Because of THINC’s focus on preparing students for college and the workforce, the academy tends to favor hands-on learning with direct, visible connections to the real world. But this is the first year that a class has worked on a project such as this, where students have spent an entire semester creating and reviewing responses to surveys, making plans based of survey results and putting together a community plan for how those results can be implemented. The topic of all those questions and hard work was a goal that has been a major talking point among government and chamber of commerce officials for years: How can LaGrange convince young adults to live here?

“They had taken on the assignment of what could make LaGrange more appealing to young adults –the focus was 18 to 35 – and so they had a competition internally, and I understand that they had a winner of the competition,” said Mayor Jim Thornton. “But then they also came back and worked collaboratively to adjust beyond even that, and it is a really impressive group of students.”

The final plan – which took into consideration the feedback from all four student group projects – recommended creating a lakeside community with housing, shopping, outdoor activities – like fishing and jet skiing – and indoor activities – like bowling and laser tag – as well as live music. This recommendation was the result of a series of surveys of local college students and young adults, many of whom admitted to going out of town for activities on weekends.
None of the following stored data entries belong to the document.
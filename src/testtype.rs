//! Test types: the units of work the invocation engine executes.
//!
//! A [`RemoteTest`] owns one named test run. The engine drives it through
//! the listener callbacks; retry and sharding interact with it through the
//! optional [`TestFilter`] seam and the shard-awareness flag.

use std::collections::{BTreeMap, HashMap, HashSet};

use async_trait::async_trait;

use crate::config::TestSection;
use crate::context::TestInformation;
use crate::error::{InvocationError, InvocationResult};
use crate::results::{InvocationListener, TestCaseId};

/// Restriction of a test to a subset of its cases. Tests that can re-run
/// individual cases expose this so the retry loop can target only the
/// failures of the previous attempt.
pub trait TestFilter {
    /// Limit the next run to exactly these cases.
    fn restrict_to(&mut self, cases: &[TestCaseId]);
}

/// One executable test run.
#[async_trait]
pub trait RemoteTest: Send + Sync {
    /// Run name reported through `test_run_started`.
    fn name(&self) -> &str;

    /// Number of cases the next run is expected to report.
    fn case_count(&self) -> usize;

    /// Execute the test, reporting every event to `listener`. The engine
    /// owns `test_run_started`/`test_run_ended` framing; the test reports
    /// only case-level events and run failures.
    async fn run(
        &mut self,
        info: &TestInformation,
        listener: &mut dyn InvocationListener,
    ) -> InvocationResult<()>;

    /// Case-level filtering seam, when the test supports it.
    fn as_filter(&mut self) -> Option<&mut dyn TestFilter> {
        None
    }

    /// Shard-aware tests read the shard attributes off the context and
    /// partition their own work; the engine then skips list partitioning
    /// for them.
    fn is_shard_aware(&self) -> bool {
        false
    }
}

/// Host-side test: each case is a shell command, pass/fail by exit status.
pub struct ShellTest {
    name: String,
    cases: BTreeMap<TestCaseId, String>,
    filterable: bool,
    restriction: Option<HashSet<TestCaseId>>,
}

impl ShellTest {
    pub fn new(name: impl Into<String>) -> Self {
        Self {
            name: name.into(),
            cases: BTreeMap::new(),
            filterable: true,
            restriction: None,
        }
    }

    pub fn from_section(section: &TestSection) -> Self {
        let mut test = Self::new(&section.name);
        test.filterable = section.filterable;
        for (case, command) in &section.cases {
            test.add_case(case, command);
        }
        test
    }

    pub fn add_case(&mut self, case: impl Into<String>, command: impl Into<String>) {
        let id = TestCaseId::new(&self.name, case);
        self.cases.insert(id, command.into());
    }

    fn selected(&self) -> Vec<(TestCaseId, String)> {
        self.cases
            .iter()
            .filter(|(id, _)| match &self.restriction {
                Some(keep) => keep.contains(id),
                None => true,
            })
            .map(|(id, cmd)| (id.clone(), cmd.clone()))
            .collect()
    }
}

#[async_trait]
impl RemoteTest for ShellTest {
    fn name(&self) -> &str {
        &self.name
    }

    fn case_count(&self) -> usize {
        self.selected().len()
    }

    async fn run(
        &mut self,
        info: &TestInformation,
        listener: &mut dyn InvocationListener,
    ) -> InvocationResult<()> {
        for (case, command) in self.selected() {
            listener.test_started(&case).await;

            let mut cmd = tokio::process::Command::new("sh");
            cmd.arg("-c")
                .arg(&command)
                .current_dir(info.work_dir())
                .stdin(std::process::Stdio::null());

            match cmd.output().await {
                Ok(output) if output.status.success() => {}
                Ok(output) => {
                    let stderr = String::from_utf8_lossy(&output.stderr);
                    let trace = format!(
                        "command exited with {}: {}",
                        output.status,
                        stderr.trim()
                    );
                    listener.test_failed(&case, &trace).await;
                }
                Err(err) => {
                    listener.test_ended(&case, &HashMap::new()).await;
                    return Err(InvocationError::Infra(format!(
                        "failed to spawn `{command}`: {err}"
                    )));
                }
            }

            listener.test_ended(&case, &HashMap::new()).await;
        }
        Ok(())
    }

    fn as_filter(&mut self) -> Option<&mut dyn TestFilter> {
        if self.filterable {
            Some(self)
        } else {
            None
        }
    }
}

impl TestFilter for ShellTest {
    fn restrict_to(&mut self, cases: &[TestCaseId]) {
        self.restriction = Some(cases.iter().cloned().collect());
    }
}

/// Scripted test for unit tests: declared case outcomes, failures that
/// clear themselves after a set number of attempts, optional run errors.
#[cfg(any(test, feature = "testing"))]
pub struct FakeTest {
    name: String,
    /// case -> number of attempts that fail before it passes.
    failing_attempts: BTreeMap<TestCaseId, usize>,
    cases: Vec<TestCaseId>,
    attempt: usize,
    filterable: bool,
    shard_aware: bool,
    restriction: Option<HashSet<TestCaseId>>,
    run_error: Option<InvocationError>,
}

#[cfg(any(test, feature = "testing"))]
impl FakeTest {
    pub fn passing(name: impl Into<String>, cases: &[&str]) -> Self {
        let name = name.into();
        let cases = cases
            .iter()
            .map(|c| TestCaseId::new(&name, *c))
            .collect();
        Self {
            name,
            failing_attempts: BTreeMap::new(),
            cases,
            attempt: 0,
            filterable: true,
            shard_aware: false,
            restriction: None,
            run_error: None,
        }
    }

    /// `case` fails for the first `attempts` runs and passes afterwards.
    pub fn failing_until(mut self, case: &str, attempts: usize) -> Self {
        let id = TestCaseId::new(&self.name, case);
        self.failing_attempts.insert(id, attempts);
        self
    }

    pub fn always_failing(self, case: &str) -> Self {
        self.failing_until(case, usize::MAX)
    }

    pub fn unfilterable(mut self) -> Self {
        self.filterable = false;
        self
    }

    pub fn shard_aware(mut self) -> Self {
        self.shard_aware = true;
        self
    }

    pub fn with_run_error(mut self, error: InvocationError) -> Self {
        self.run_error = Some(error);
        self
    }

    pub fn attempts_run(&self) -> usize {
        self.attempt
    }

    fn selected(&self) -> Vec<TestCaseId> {
        self.cases
            .iter()
            .filter(|id| match &self.restriction {
                Some(keep) => keep.contains(id),
                None => true,
            })
            .cloned()
            .collect()
    }
}

#[cfg(any(test, feature = "testing"))]
#[async_trait]
impl RemoteTest for FakeTest {
    fn name(&self) -> &str {
        &self.name
    }

    fn case_count(&self) -> usize {
        self.selected().len()
    }

    async fn run(
        &mut self,
        _info: &TestInformation,
        listener: &mut dyn InvocationListener,
    ) -> InvocationResult<()> {
        if let Some(err) = self.run_error.take() {
            return Err(err);
        }
        let attempt = self.attempt;
        self.attempt += 1;
        for case in self.selected() {
            listener.test_started(&case).await;
            let fails = self
                .failing_attempts
                .get(&case)
                .map(|n| attempt < *n)
                .unwrap_or(false);
            if fails {
                listener.test_failed(&case, "scripted failure").await;
            }
            listener.test_ended(&case, &HashMap::new()).await;
        }
        Ok(())
    }

    fn as_filter(&mut self) -> Option<&mut dyn TestFilter> {
        if self.filterable {
            Some(self)
        } else {
            None
        }
    }

    fn is_shard_aware(&self) -> bool {
        self.shard_aware
    }
}

#[cfg(any(test, feature = "testing"))]
impl TestFilter for FakeTest {
    fn restrict_to(&mut self, cases: &[TestCaseId]) {
        self.restriction = Some(cases.iter().cloned().collect());
    }
}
“We took a survey of students from West Georgia Technical College, students from LaGrange College and overall just Troup County members – people who live here, everyday people,” said Sharron Shelton, a student at THINC.
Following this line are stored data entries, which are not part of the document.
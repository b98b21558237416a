//! Build provider contract and build metadata.
//!
//! Fetching artifacts (download, cache, branch resolution) is an external
//! collaborator; the orchestrator only needs "give me the build for this
//! device config, or tell me there is none". "No build" is a normal
//! outcome distinct from a retrieval error: the sequencer reports a
//! degenerate failed invocation rather than crashing.

use std::collections::HashMap;
use std::path::PathBuf;
use std::sync::atomic::{AtomicUsize, Ordering};
use std::sync::Mutex;

use async_trait::async_trait;
use serde::{Deserialize, Serialize};

use crate::error::{InvocationError, InvocationResult};

/// Metadata of one fetched build under test.
#[derive(Debug, Clone, PartialEq, Eq, Serialize, Deserialize)]
pub struct BuildInfo {
    pub build_id: String,
    pub build_flavor: String,
    pub branch: String,
    /// Host paths of fetched artifacts, keyed by artifact name.
    #[serde(default)]
    pub files: HashMap<String, PathBuf>,
    /// Free-form attributes (battery snapshots, fetch timings, etc.).
    #[serde(default)]
    pub attributes: HashMap<String, String>,
}

impl BuildInfo {
    pub fn new(
        build_id: impl Into<String>,
        build_flavor: impl Into<String>,
        branch: impl Into<String>,
    ) -> Self {
        Self {
            build_id: build_id.into(),
            build_flavor: build_flavor.into(),
            branch: branch.into(),
            files: HashMap::new(),
            attributes: HashMap::new(),
        }
    }

    pub fn add_file(&mut self, name: impl Into<String>, path: impl Into<PathBuf>) {
        self.files.insert(name.into(), path.into());
    }

    pub fn add_attribute(&mut self, key: impl Into<String>, value: impl Into<String>) {
        self.attributes.insert(key.into(), value.into());
    }
}

impl std::fmt::Display for BuildInfo {
    fn fmt(&self, f: &mut std::fmt::Formatter<'_>) -> std::fmt::Result {
        write!(f, "{} {} on {}", self.build_flavor, self.build_id, self.branch)
    }
}

/// Fetches and releases builds for an invocation.
#[async_trait]
pub trait BuildProvider: Send + Sync {
    /// Fetches the build to test. `Ok(None)` means "no build available",
    /// which the sequencer reports as a failed-but-bracketed invocation.
    async fn fetch_build(&self) -> InvocationResult<Option<BuildInfo>>;

    /// Releases artifacts of a fetched build. Best-effort; always called
    /// during cleanup even when the invocation failed.
    async fn clean_up(&self, build: &BuildInfo);
}

/// Scriptable in-memory provider for tests and dry runs.
pub struct StubBuildProvider {
    build: Mutex<Option<BuildInfo>>,
    fail_fetch: bool,
    fetches: AtomicUsize,
    cleaned: Mutex<Vec<String>>,
}

impl StubBuildProvider {
    pub fn with_build(build: BuildInfo) -> Self {
        Self {
            build: Mutex::new(Some(build)),
            fail_fetch: false,
            fetches: AtomicUsize::new(0),
            cleaned: Mutex::new(Vec::new()),
        }
    }

    /// A provider that finds no build.
    pub fn empty() -> Self {
        Self {
            build: Mutex::new(None),
            fail_fetch: false,
            fetches: AtomicUsize::new(0),
            cleaned: Mutex::new(Vec::new()),
        }
    }

    /// A provider whose fetch fails outright.
    pub fn failing() -> Self {
        Self {
            build: Mutex::new(None),
            fail_fetch: true,
            fetches: AtomicUsize::new(0),
            cleaned: Mutex::new(Vec::new()),
        }
    }

    /// Build ids that have been cleaned up.
    pub fn cleaned(&self) -> Vec<String> {
        self.cleaned.lock().unwrap().clone()
    }

    /// How many times a fetch was attempted.
    pub fn fetch_count(&self) -> usize {
        self.fetches.load(Ordering::SeqCst)
    }
}

#[async_trait]
impl BuildProvider for StubBuildProvider {
    async fn fetch_build(&self) -> InvocationResult<Option<BuildInfo>> {
        self.fetches.fetch_add(1, Ordering::SeqCst);
        if self.fail_fetch {
            return Err(InvocationError::BuildRetrieval(
                "scripted fetch failure".into(),
            ));
        }
        Ok(self.build.lock().unwrap().clone())
    }

    async fn clean_up(&self, build: &BuildInfo) {
        self.cleaned.lock().unwrap().push(build.build_id.clone());
    }
}

#[cfg(test)]
mod tests {
    use super::*;

    #[tokio::test]
    async fn stub_provider_round_trip() {
        let provider =
            StubBuildProvider::with_build(BuildInfo::new("8912345", "sailfish-userdebug", "main"));
        let build = provider.fetch_build().await.unwrap().unwrap();
        assert_eq!(build.build_id, "8912345");
        provider.clean_up(&build).await;
        assert_eq!(provider.cleaned(), vec!["8912345"]);
    }

    #[tokio::test]
    async fn empty_provider_reports_no_build_without_error() {
        assert!(StubBuildProvider::empty().fetch_build().await.unwrap().is_none());
    }

    #[tokio::test]
    async fn failing_provider_is_a_retrieval_error() {
        let err = StubBuildProvider::failing().fetch_build().await.unwrap_err();
        assert!(matches!(err, InvocationError::BuildRetrieval(_)));
    }
}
The students agreed on the lake location when they saw that the majority of survey respondents did not believe that the lake was being fully utilized.

“82 percent said that they would focus on the development of West Point Lake, and so our project is more on West Point Lake,” said Sandy Bailey, a student at THINC.

The class zeroed in on Willowcrest Cove as a possible location for the project, because of its location near the city and Highland Marina. Also, this area is owned by only two groups, which could make obtaining the land easier if the project is actually pursued and the landowners were agreeable.

“The thing that I really like about this project is that I’m in this age group,” said Aiden Blackwell, an instructor with THINC. “I’m 32. I’m not from LaGrange. I’m from North Alabama, and I came here because I started teaching at LaGrange High School in 2007, and really since the year that I moved to LaGrange I’ve been looking to go away from it because I’m not from here. I have no attachments, so this question of how can we make LaGrange more appealing to 18 to 35 year olds really hits home for me. This project is heavily based of data collected from college students, but I took every survey that they made because it is important for me.”

The student project focused heavily on what might attract young people to live in LaGrange over the financial concerns and logistics that would be necessary to make a plan such as this. By the end of the presentation, however,  the council found themselves with food for thought. Maybe in a few years that food could even be beside West Point Lake.

To learn more about THINC College and Career Academy visit or call 706-668-6800.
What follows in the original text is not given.